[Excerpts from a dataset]
== Segment start ==
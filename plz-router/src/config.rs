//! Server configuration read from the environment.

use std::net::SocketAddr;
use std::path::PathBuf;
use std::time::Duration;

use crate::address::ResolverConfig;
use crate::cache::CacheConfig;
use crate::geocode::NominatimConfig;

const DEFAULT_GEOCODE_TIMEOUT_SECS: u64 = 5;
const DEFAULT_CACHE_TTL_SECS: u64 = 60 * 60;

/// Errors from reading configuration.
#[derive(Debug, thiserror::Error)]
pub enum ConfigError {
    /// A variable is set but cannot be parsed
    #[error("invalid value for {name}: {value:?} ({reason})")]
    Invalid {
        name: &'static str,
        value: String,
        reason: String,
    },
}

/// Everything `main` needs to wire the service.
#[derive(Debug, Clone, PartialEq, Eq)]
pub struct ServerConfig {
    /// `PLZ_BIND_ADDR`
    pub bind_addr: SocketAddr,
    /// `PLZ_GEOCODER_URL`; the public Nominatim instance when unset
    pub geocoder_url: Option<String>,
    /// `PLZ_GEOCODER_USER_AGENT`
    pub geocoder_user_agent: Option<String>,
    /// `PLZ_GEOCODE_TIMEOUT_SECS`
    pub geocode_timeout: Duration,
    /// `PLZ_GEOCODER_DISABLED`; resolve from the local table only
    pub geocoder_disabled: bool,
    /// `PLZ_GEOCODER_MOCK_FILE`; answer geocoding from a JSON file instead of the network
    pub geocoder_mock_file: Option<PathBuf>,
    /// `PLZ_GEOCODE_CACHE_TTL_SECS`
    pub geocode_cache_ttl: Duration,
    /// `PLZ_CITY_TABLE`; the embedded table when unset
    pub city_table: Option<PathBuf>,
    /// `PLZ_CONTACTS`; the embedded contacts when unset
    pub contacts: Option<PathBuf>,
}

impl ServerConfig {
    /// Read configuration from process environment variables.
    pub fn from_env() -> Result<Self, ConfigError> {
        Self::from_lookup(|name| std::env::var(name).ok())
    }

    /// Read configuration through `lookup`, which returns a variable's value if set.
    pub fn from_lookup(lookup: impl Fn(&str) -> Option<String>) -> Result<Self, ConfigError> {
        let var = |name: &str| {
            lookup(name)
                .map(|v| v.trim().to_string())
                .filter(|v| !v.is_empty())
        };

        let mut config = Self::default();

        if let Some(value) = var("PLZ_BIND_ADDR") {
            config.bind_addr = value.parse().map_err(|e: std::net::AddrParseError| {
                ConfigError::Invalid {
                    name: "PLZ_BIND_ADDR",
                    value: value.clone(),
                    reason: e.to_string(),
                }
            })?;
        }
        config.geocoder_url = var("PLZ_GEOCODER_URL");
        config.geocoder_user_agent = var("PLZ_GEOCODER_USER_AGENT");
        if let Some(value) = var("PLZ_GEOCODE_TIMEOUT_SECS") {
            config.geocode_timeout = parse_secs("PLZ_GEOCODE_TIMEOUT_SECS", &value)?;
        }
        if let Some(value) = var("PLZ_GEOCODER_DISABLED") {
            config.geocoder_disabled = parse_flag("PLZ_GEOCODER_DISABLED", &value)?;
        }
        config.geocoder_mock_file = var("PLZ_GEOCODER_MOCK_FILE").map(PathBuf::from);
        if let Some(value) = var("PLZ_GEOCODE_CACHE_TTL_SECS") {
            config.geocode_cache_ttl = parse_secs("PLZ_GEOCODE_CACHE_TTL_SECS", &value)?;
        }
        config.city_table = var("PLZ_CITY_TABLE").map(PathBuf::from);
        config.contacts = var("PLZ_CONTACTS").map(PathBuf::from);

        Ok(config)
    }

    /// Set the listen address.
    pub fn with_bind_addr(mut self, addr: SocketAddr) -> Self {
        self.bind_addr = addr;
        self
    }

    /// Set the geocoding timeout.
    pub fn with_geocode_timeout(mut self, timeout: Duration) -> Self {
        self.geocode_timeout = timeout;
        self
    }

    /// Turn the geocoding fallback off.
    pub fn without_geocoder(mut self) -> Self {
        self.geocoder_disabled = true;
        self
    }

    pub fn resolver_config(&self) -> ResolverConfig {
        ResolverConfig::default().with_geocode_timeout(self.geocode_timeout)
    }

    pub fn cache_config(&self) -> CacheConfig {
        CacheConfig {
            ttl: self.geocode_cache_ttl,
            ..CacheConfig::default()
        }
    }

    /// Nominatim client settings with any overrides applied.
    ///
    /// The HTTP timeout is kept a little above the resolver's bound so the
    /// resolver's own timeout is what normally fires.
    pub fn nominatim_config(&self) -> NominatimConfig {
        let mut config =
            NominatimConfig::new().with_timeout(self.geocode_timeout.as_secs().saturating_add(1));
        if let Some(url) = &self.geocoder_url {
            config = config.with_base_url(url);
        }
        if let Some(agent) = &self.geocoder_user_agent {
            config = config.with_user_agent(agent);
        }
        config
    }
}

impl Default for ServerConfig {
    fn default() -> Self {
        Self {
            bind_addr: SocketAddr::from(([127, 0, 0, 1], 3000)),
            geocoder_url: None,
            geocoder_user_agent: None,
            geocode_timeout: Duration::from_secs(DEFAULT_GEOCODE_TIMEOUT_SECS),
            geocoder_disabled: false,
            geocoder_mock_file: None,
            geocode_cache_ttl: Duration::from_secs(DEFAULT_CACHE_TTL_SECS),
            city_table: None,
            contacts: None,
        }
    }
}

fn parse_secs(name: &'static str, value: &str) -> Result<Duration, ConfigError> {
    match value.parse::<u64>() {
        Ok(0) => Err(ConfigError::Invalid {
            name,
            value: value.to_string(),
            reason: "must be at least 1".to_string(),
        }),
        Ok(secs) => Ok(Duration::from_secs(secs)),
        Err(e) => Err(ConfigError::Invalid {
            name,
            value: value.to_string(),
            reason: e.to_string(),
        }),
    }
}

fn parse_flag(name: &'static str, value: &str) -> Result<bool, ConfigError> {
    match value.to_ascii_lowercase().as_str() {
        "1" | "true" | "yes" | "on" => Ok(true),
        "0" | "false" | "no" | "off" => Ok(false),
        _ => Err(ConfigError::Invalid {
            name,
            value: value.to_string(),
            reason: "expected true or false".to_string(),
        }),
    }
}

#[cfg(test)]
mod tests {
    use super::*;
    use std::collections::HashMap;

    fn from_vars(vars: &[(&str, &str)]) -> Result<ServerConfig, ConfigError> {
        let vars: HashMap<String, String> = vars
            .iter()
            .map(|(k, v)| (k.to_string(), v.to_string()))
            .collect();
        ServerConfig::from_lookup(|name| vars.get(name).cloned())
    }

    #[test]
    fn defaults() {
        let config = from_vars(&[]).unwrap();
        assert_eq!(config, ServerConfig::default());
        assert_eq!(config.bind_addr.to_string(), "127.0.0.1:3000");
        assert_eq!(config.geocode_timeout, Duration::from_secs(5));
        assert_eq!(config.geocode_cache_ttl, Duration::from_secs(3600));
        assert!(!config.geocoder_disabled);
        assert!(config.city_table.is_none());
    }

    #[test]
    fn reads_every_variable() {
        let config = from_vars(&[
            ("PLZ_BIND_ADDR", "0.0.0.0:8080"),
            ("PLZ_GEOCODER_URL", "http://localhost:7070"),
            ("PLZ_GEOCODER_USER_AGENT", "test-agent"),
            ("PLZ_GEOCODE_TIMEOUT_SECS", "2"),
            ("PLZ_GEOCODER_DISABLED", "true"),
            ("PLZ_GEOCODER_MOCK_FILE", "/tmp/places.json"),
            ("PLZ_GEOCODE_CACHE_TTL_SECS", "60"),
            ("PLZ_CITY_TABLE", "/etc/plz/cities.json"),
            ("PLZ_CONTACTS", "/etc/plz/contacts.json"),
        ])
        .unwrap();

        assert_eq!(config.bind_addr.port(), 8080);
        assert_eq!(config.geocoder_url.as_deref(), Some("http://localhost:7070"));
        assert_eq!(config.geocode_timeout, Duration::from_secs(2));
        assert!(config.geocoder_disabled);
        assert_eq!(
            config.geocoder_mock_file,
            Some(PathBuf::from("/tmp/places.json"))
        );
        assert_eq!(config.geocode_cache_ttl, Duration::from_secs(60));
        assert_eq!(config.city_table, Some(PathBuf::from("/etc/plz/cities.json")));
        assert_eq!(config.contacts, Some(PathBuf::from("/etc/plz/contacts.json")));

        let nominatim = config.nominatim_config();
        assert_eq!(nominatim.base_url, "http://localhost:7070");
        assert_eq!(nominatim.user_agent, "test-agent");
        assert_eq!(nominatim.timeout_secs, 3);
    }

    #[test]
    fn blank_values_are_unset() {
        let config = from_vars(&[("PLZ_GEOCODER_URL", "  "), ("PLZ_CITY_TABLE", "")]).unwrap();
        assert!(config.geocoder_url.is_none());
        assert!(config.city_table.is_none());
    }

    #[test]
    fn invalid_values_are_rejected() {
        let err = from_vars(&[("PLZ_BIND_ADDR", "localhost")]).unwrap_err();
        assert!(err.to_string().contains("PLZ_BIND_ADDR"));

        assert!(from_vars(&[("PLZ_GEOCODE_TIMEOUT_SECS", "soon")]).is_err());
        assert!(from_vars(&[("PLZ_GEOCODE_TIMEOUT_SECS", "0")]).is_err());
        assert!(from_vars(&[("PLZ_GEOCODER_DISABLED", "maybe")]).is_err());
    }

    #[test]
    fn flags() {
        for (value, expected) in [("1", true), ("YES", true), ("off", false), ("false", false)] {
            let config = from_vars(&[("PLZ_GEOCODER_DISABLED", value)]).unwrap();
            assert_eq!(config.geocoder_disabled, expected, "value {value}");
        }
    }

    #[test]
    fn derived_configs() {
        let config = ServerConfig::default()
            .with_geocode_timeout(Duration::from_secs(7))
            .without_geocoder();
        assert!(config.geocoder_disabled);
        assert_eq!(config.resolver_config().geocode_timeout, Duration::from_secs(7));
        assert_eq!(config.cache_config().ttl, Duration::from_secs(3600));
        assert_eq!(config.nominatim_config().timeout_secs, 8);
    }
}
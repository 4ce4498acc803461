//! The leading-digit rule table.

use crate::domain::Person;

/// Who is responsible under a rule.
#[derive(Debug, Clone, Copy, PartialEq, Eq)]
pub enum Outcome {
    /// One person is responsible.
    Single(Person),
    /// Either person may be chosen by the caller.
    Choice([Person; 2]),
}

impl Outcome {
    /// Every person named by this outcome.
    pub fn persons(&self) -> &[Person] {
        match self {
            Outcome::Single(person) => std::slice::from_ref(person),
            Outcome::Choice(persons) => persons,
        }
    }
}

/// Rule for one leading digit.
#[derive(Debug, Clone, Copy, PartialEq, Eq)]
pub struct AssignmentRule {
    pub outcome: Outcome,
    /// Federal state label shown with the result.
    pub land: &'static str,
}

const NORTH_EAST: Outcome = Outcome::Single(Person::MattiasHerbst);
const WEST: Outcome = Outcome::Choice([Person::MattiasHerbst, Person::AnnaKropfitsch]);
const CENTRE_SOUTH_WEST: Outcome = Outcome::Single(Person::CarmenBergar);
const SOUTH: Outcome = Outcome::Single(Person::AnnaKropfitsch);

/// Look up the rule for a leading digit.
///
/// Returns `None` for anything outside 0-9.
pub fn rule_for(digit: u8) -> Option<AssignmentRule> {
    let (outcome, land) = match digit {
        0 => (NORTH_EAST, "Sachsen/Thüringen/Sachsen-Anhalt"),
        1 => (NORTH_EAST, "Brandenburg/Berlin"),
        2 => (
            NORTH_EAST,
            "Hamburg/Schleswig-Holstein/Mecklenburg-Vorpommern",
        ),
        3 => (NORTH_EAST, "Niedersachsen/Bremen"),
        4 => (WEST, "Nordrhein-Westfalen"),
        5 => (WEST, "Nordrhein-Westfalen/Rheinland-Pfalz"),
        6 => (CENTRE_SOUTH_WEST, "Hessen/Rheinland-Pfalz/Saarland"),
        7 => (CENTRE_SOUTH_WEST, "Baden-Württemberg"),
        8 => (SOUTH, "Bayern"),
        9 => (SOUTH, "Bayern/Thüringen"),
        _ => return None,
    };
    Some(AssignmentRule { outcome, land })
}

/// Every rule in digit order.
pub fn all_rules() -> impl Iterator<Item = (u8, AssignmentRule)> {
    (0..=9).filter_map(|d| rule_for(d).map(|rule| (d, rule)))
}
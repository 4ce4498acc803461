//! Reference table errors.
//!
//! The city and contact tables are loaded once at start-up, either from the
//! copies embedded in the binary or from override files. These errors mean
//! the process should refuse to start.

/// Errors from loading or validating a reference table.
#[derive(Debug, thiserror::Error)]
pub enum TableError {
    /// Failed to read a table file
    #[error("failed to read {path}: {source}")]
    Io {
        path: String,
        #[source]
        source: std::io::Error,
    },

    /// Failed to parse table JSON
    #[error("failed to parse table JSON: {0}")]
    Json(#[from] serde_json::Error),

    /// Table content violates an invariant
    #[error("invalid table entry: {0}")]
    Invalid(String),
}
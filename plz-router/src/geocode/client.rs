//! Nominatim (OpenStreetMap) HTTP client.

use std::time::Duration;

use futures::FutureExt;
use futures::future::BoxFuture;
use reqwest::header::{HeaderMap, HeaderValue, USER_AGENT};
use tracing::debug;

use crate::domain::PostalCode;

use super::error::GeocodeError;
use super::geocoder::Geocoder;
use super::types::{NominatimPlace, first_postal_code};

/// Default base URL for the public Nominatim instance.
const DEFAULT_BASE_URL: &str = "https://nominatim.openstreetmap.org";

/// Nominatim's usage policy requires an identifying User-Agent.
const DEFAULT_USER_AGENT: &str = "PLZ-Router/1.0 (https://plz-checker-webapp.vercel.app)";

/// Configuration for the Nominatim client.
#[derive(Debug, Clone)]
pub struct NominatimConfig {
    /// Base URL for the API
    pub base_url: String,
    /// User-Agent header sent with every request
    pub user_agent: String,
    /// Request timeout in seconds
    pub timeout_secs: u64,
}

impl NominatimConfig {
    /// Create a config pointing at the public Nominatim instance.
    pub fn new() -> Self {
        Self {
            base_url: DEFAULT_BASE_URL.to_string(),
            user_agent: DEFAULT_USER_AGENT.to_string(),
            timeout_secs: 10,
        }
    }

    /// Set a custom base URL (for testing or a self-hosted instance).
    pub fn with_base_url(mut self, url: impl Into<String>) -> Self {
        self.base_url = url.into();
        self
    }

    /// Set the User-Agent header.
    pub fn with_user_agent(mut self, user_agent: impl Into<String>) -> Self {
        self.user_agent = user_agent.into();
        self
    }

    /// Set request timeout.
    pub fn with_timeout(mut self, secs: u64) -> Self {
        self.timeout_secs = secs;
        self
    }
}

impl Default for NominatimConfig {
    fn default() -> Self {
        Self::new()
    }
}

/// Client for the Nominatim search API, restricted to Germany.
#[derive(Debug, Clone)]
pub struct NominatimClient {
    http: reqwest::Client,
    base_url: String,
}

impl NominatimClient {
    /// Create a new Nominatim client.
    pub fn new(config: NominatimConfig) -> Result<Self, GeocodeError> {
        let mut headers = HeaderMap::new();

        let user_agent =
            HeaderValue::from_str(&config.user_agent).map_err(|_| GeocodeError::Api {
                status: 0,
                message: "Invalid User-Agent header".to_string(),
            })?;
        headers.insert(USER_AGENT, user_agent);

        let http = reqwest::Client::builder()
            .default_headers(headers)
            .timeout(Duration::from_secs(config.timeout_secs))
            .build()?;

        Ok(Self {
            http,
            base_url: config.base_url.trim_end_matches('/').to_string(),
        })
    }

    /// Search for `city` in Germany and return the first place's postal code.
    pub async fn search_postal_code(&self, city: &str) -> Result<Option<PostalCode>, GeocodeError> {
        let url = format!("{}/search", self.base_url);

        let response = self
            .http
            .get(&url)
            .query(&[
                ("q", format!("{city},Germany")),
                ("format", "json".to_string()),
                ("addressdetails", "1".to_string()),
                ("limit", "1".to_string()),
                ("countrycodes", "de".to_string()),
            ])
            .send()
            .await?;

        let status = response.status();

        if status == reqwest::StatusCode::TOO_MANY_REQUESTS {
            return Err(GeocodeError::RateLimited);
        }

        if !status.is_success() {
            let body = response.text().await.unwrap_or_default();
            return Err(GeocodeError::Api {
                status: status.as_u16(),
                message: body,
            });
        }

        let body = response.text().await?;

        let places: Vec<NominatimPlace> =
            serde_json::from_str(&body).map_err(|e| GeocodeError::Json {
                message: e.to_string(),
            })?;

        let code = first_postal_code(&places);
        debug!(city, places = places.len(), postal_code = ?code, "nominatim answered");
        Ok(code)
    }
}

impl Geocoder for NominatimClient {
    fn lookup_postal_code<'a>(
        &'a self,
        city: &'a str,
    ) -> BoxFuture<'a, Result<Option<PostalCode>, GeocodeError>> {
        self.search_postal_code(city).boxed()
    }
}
== Segment end ==
Work request: Gather each line in the data that holds the string "AssignmentRule".

Exercise result:
pub struct AssignmentRule {
pub fn rule_for(digit: u8) -> Option<AssignmentRule> {
    Some(AssignmentRule { outcome, land })
pub fn all_rules() -> impl Iterator<Item = (u8, AssignmentRule)> {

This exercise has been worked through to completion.